Becario de Puno fortalece la identidad y el aprendizaje de niños aimaras a través de la poesía

- Docente intercultural, titulado gracias a Beca 18, emplea poesía, oratoria y relatos orales para que sus estudiantes desarrollen confianza al expresarse y construyan aprendizajes más significativos
Raul Ramos Miranda supo que quería ser docente cuando apenas iniciaba la escuela. En la comunidad campesina de Sacuyo, en el distrito de Acora (Puno), donde creció hablando aimara, escuchó una voz que nunca olvidaría. Un maestro declamaba frente a sus estudiantes de primaria y los animaba a expresarse. “El docente les decía: ‘ráyate, exprésate, desenvuélvete, suéltate más’. Yo intentaba imitar cómo declamaban mis compañeros. Yo también quería pararme frente a todos y expresarme”, recuerda sobre ese primer encuentro con la poesía.

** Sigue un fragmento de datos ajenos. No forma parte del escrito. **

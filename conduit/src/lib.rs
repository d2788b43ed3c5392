//! Internal SMTP relay forwarding approved mail to a cloud email API.

pub mod notify;
pub mod restart;
pub mod supervisor;

pub use restart::{RestartRecord, RestartWindow};
pub use supervisor::{Supervisor, SupervisorError, UnitError};
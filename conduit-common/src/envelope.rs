use std::{
    collections::HashSet,
    fmt::{self, Display, Formatter},
    sync::Arc,
    time::Duration,
};

use chrono::{DateTime, Utc};
use ulid::Ulid;

use crate::clock;

/// Unique identifier assigned to every accepted message.
#[derive(Debug, Clone, Copy, PartialEq, Eq, Hash, PartialOrd, Ord)]
pub struct EnvelopeId(Ulid);

impl EnvelopeId {
    #[must_use]
    pub fn generate() -> Self {
        Self(Ulid::new())
    }
}

impl Display for EnvelopeId {
    fn fmt(&self, fmt: &mut Formatter<'_>) -> fmt::Result {
        write!(fmt, "{}", self.0)
    }
}

/// One message in flight between the listener and the email API.
///
/// Envelopes are built once, at the end of `DATA`, and afterwards only the
/// delivery queue touches the retry bookkeeping (`attempts` and
/// `next_attempt_at`).
#[derive(Debug, Clone, PartialEq, Eq)]
pub struct Envelope {
    id: EnvelopeId,
    original_sender: String,
    sender: String,
    reply_to: String,
    recipients: Vec<String>,
    subject: Option<String>,
    body: Arc<[u8]>,
    enqueued_at: DateTime<Utc>,
    attempts: u32,
    next_attempt_at: DateTime<Utc>,
}

impl Envelope {
    /// Build a fresh envelope.
    ///
    /// `recipients` is de-duplicated case-insensitively, keeping the first
    /// spelling and the original order. The reply-to address is the original
    /// sender.
    #[must_use]
    pub fn new(
        original_sender: impl Into<String>,
        sender: impl Into<String>,
        recipients: impl IntoIterator<Item = String>,
        subject: Option<String>,
        body: impl Into<Arc<[u8]>>,
        now: DateTime<Utc>,
    ) -> Self {
        let original_sender = original_sender.into();
        let mut seen = HashSet::new();
        let recipients = recipients
            .into_iter()
            .filter(|rcpt| seen.insert(rcpt.to_ascii_lowercase()))
            .collect();

        Self {
            id: EnvelopeId::generate(),
            reply_to: original_sender.clone(),
            original_sender,
            sender: sender.into(),
            recipients,
            subject,
            body: body.into(),
            enqueued_at: now,
            attempts: 0,
            next_attempt_at: now,
        }
    }

    pub const fn id(&self) -> EnvelopeId {
        self.id
    }

    /// The `MAIL FROM` address given by the client
    pub fn original_sender(&self) -> &str {
        &self.original_sender
    }

    /// The canonical from-address the message is sent as
    pub fn sender(&self) -> &str {
        &self.sender
    }

    pub fn reply_to(&self) -> &str {
        &self.reply_to
    }

    pub fn recipients(&self) -> &[String] {
        &self.recipients
    }

    pub fn subject(&self) -> Option<&str> {
        self.subject.as_deref()
    }

    pub fn body(&self) -> &[u8] {
        &self.body
    }

    pub const fn enqueued_at(&self) -> DateTime<Utc> {
        self.enqueued_at
    }

    pub const fn attempts(&self) -> u32 {
        self.attempts
    }

    pub const fn next_attempt_at(&self) -> DateTime<Utc> {
        self.next_attempt_at
    }

    pub fn age(&self, now: DateTime<Utc>) -> Duration {
        clock::elapsed(self.enqueued_at, now)
    }

    /// Whether the envelope has been around for longer than `max_age`
    pub fn is_expired(&self, now: DateTime<Utc>, max_age: Duration) -> bool {
        self.age(now) > max_age
    }

    pub fn is_ready(&self, now: DateTime<Utc>) -> bool {
        self.next_attempt_at <= now
    }

    /// Set when the envelope next becomes eligible for delivery.
    pub fn schedule(&mut self, at: DateTime<Utc>) {
        self.next_attempt_at = at;
    }

    /// Count one more failed attempt and push the next one out by `delay`.
    pub fn record_attempt(&mut self, now: DateTime<Utc>, delay: Duration) {
        self.attempts = self.attempts.saturating_add(1);
        self.next_attempt_at = clock::after(now, delay);
    }
}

Veinte años después, Raúl es docente intercultural de primaria y busca que sus estudiantes no solo valoren su identidad indígena, sino que aprendan a expresarla con seguridad. A través de la poesía, la declamación, la oratoria y la danza, promueve que niños y niñas encuentren en la palabra una forma de fortalecer su identidad y desarrollar liderazgo.
“Una problemática resaltante es que, a veces, los docentes nos enfocamos más en la lectoescritura y dejamos un poco de lado la oralidad. Yo considero que esta también es importante porque la practicamos todos los días”, explica el joven puneño de 26 años, titulado gracias a Beca 18 del Programa Nacional de Becas y Crédito Educativo (Pronabec), del Ministerio de Educación.
Gracias a estas expresiones artísticas, sostiene, los estudiantes logran comunicar sus conocimientos con mayor fluidez y confianza. “Incluso hacen figuras con las manos. Esto va más allá de las cuatro paredes del aula. Nosotros lo hemos puesto en práctica en espacios públicos, donde las personas tienen que expresarse en situaciones reales”, comenta.

“De esta manera los niños perdieron el miedo a hablar en un contexto real”, enfatiza Raúl Ramos. Para él, esta metodología también desarrolla liderazgo. “Queremos que los estudiantes se desenvuelvan fluidamente en diversos ámbitos y espacios. Ese es mi objetivo, además de enseñar las áreas curriculares como Matemática y Comunicación”.
El camino para convertirse en docente tampoco fue sencillo. En su comunidad las oportunidades para acceder a la educación superior eran limitadas. Sin embargo, poco antes de la pandemia comenzó a escuchar sobre Beca 18. “En una pampita de mi comunidad iba navegando en el celular, porque donde yo vivía, en mi cabaña, no llegaba la señal de internet”, recuerda sobre los días en que buscaba información del concurso que, finalmente, le permitió estudiar Educación Primaria Intercultural Bilingüe en la Universidad Peruana Cayetano Heredia (UPCH).
Fue durante su etapa universitaria cuando fortaleció también su vínculo con la poesía. Fruto de esa experiencia publicó Mis andares, su primer poemario, editado por la Editorial Arqueta Cartonera Intercultural de la Facultad de Educación de la UPCH. Escrito en español y aimara, el libro reúne versos inspirados en su experiencia universitaria, como: “Tus pies, raíces que viajan, conocen la lengua de las piedras”.
Actualmente, Raúl enseña cuarto grado de primaria en la institución educativa San Juan Bautista, en Puno. Allí continúa promoviendo la oratoria como una herramienta para fortalecer la identidad cultural de sus estudiantes. “No solo es el hecho de ser aimara o quechua; autoidentificarse es lo que permite construirnos como personas”, afirma.
En sus clases también recurre a los cuentos orales y las leyendas de la tradición andina. “Al enseñar una lengua originaria no solo se trata de aprender palabras. También hay interpretación y contextualización. Las narraciones orales hacen que el aprendizaje sea más cercano, más comprensible y que los estudiantes se identifiquen con lo que aprenden”, explica.
Hace dos décadas, Raúl era un niño que escuchaba a un maestro animar a sus estudiantes a expresarse sin miedo. Hoy, convertido en docente, transmite ese mismo mensaje a nuevas generaciones de niños aimaras, convencido de que encontrar la propia voz también les permite fortalecer su identidad, aprender mejor y desenvolverse con mayor seguridad dentro y fuera del aula.